Jacob Lorenzo Morales sobre cólera en Toledo
Jacob Lorenzo-Morales
Professor of Parasitology, Director of the University Institute of Tropical Diseases and Public Health of the Canary Islands of the University of La Laguna and CIBERINFEC researcher
In the end it is non-toxigenic V. Chloreae, so there is no cholera, but gastritis. Even so, it is important to make the population aware of common sense and to think that actions such as drinking untreated (non-drinking) water are totally out of place. Today it was a false alarm, another day it could be a more serious case with a much more potent pathogen.
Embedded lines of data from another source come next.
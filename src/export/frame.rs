use crate::export::error::ExportError;
use crate::series::ForecastSeries;
use crate::source::local_csv::{FILE_EXTENSION, FILE_PREFIX};
use crate::types::forecast_row::{ForecastRow, SlotReading};
use log::info;
use polars::prelude::*;
use std::fs::File;
use std::path::Path;

/// Layout of the `time` column.
pub const EXPORT_TIME_FORMAT: &str = "%Y-%m-%d %H:%M:%S";

fn float_column(name: &str, readings: &[SlotReading], field: fn(&SlotReading) -> f64) -> Column {
    Column::new(name.into(), readings.iter().map(field).collect::<Vec<f64>>())
}

fn text_column(name: &str, values: Vec<String>) -> Column {
    Column::new(name.into(), values)
}

impl ForecastSeries {
    /// Converts the series into a [`DataFrame`] with one row per forecast slot.
    ///
    /// Numeric columns carry the display precision of [`SlotReading::rounded`]. The
    /// frame for an empty series has all columns and zero rows.
    pub fn to_dataframe(&self) -> Result<DataFrame, ExportError> {
        let readings: Vec<SlotReading> = self.iter().map(|row| row.reading.rounded()).collect();
        let labels = |label: fn(&ForecastRow) -> String| -> Vec<String> {
            self.iter().map(label).collect()
        };

        let columns = vec![
            text_column(
                "time",
                self.iter()
                    .map(|row| row.timestamp.format(EXPORT_TIME_FORMAT).to_string())
                    .collect(),
            ),
            float_column("temp", &readings, |r| r.temperature),
            float_column("temp_min", &readings, |r| r.temperature_min),
            float_column("temp_max", &readings, |r| r.temperature_max),
            float_column("feels_like", &readings, |r| r.feels_like),
            float_column("humidity", &readings, |r| r.humidity),
            float_column("pressure", &readings, |r| r.pressure),
            float_column("wind_speed", &readings, |r| r.wind_speed),
            float_column("wind_kmh", &readings, |r| r.wind_speed_kmh),
            float_column("wind_deg", &readings, |r| r.wind_direction),
            float_column("pop", &readings, |r| r.precipitation_probability),
            float_column("clouds", &readings, |r| r.cloud_cover),
            float_column("visibility", &readings, |r| r.visibility_km),
            text_column(
                "description",
                readings.iter().map(|r| r.description.clone()).collect(),
            ),
            text_column("icon", readings.iter().map(|r| r.icon_code.clone()).collect()),
            float_column("heat_index", &readings, |r| r.heat_index),
            float_column("wind_chill", &readings, |r| r.wind_chill),
            float_column("dew_point", &readings, |r| r.dew_point),
            text_column("day_label", labels(ForecastRow::day_label)),
            text_column("hour_label", labels(ForecastRow::hour_label)),
            text_column("datetime_str", labels(ForecastRow::display_label)),
        ];

        DataFrame::new(columns).map_err(ExportError::DataFrame)
    }

    /// Conventional export file name, `weather_data_<location>.csv`.
    pub fn export_file_name(&self) -> String {
        format!("{}{}{}", FILE_PREFIX, self.location(), FILE_EXTENSION)
    }

    /// Writes the series as CSV with a header row to `path`, replacing any existing file.
    pub fn write_csv(&self, path: &Path) -> Result<(), ExportError> {
        let mut df = self.to_dataframe()?;
        let mut file =
            File::create(path).map_err(|e| ExportError::FileCreate(path.to_path_buf(), e))?;
        CsvWriter::new(&mut file)
            .include_header(true)
            .finish(&mut df)
            .map_err(|e| ExportError::CsvWrite(path.to_path_buf(), e))?;
        info!(
            "Exported {} rows for '{}' to {:?}",
            df.height(),
            self.location(),
            path
        );
        Ok(())
    }
}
The colleagues of the National Microbiology Centre of the ISCIII, once again, deserve to be applauded for their titanic work and the rapid response and diagnosis they have carried out.
The case has occurred on a farm with non-drinking water. Investigations will now look into the origin (source) of the contamination of this water.
If it had been cholera, the risk to the general population would have been almost nil. As several public health and research officials have already said, with the water quality controls in place in our country, a catastrophe would have to occur for contamination to reach the water supply networks.
Mar Faraco - cólera
Mar Faraco
Former president and current secretary of the Association of Foreign Medical Doctors (AMSE) and head of the Servicio de Sanidad Exterior in Huelva
We are talking about non-potable, non-chlorinated water, without any hygienic control. I am curious about the source of the initial contamination, about how the Vibrio [a genus of bacteria] got there. We will have to wait for the epidemiological investigations that are already underway. If it had been cholera, the risk of a wider outbreak in Spain, with the control and prevention of drinking water and environmental sanitation, would have been almost non-existent.